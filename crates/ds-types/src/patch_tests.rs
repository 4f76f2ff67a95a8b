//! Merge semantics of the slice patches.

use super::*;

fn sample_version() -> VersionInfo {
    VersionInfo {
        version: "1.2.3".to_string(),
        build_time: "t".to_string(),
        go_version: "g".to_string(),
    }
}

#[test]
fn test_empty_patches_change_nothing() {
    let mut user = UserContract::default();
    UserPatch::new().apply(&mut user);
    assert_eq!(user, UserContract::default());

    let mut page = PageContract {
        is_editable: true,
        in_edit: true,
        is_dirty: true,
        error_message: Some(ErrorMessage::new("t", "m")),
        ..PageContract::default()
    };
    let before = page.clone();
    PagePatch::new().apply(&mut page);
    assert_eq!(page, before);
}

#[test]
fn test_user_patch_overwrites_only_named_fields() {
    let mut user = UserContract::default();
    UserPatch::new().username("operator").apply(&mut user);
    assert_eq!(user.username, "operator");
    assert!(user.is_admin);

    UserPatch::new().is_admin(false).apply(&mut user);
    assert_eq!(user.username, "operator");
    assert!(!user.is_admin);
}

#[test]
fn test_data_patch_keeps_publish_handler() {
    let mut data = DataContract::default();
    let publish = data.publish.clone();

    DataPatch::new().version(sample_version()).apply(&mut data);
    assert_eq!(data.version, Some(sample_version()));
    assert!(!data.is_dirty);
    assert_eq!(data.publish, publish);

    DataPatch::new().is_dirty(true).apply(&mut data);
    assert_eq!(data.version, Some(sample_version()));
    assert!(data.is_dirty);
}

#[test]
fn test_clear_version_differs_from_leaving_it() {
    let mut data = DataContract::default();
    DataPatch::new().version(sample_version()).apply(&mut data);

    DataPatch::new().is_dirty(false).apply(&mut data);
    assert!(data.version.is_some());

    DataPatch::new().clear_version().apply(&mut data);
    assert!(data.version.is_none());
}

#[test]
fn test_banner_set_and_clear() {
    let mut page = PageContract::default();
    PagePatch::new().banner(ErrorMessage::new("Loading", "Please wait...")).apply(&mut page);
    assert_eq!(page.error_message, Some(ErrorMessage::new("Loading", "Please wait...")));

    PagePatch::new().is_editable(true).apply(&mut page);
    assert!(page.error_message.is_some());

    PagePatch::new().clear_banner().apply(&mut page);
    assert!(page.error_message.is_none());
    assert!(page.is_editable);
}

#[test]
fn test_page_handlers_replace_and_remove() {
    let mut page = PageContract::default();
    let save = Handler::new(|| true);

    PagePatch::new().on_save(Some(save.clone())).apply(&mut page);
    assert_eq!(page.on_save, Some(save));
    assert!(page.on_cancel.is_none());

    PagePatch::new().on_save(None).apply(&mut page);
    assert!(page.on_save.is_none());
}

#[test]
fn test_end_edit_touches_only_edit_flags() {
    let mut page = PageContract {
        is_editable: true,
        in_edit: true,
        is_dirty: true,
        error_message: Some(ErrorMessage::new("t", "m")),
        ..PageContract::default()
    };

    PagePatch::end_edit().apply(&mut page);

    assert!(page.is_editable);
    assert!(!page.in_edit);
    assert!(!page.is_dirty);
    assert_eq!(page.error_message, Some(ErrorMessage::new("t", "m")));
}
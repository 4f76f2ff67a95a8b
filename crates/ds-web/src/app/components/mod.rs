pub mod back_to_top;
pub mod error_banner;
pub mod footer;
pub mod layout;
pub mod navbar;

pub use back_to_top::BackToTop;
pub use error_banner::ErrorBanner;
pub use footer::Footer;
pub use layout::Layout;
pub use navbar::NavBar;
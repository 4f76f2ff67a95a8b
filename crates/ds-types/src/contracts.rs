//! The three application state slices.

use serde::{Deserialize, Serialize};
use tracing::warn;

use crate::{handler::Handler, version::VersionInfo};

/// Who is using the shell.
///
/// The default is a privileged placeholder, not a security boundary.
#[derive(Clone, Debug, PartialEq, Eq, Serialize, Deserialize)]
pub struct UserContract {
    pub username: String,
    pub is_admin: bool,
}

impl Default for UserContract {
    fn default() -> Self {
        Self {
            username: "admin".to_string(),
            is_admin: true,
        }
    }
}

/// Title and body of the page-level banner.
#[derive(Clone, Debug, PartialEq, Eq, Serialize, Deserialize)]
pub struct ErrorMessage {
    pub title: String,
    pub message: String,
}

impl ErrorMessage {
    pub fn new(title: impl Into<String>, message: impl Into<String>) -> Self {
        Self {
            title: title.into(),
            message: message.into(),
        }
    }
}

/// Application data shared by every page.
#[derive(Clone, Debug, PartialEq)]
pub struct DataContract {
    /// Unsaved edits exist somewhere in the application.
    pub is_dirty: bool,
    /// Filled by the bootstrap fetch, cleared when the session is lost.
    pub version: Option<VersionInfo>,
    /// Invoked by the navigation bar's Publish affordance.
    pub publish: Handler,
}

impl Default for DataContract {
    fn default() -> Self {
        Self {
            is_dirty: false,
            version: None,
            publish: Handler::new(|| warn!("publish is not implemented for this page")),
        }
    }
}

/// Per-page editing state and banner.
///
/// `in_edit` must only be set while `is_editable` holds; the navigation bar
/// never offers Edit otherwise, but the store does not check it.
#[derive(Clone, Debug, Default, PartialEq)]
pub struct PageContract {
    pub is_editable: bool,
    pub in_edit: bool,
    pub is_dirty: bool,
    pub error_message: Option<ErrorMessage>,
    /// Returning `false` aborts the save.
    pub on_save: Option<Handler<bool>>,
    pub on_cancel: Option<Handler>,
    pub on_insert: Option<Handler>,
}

== Work order ==
Return word for word the lines above from the line with "pub mod back_to_top;" to the line with "a security boundary.", including both and leaving out all others.

== Output for this task ==
pub mod back_to_top;
pub mod error_banner;
pub mod footer;
pub mod layout;
pub mod navbar;

pub use back_to_top::BackToTop;
pub use error_banner::ErrorBanner;
pub use footer::Footer;
pub use layout::Layout;
pub use navbar::NavBar;
repository 4f76f2ff67a95a8b
filename crates/ds-types/src/contracts.rs
//! The three application state slices.

use serde::{Deserialize, Serialize};
use tracing::warn;

use crate::{handler::Handler, version::VersionInfo};

/// Who is using the shell.
///
/// The default is a privileged placeholder, not a security boundary.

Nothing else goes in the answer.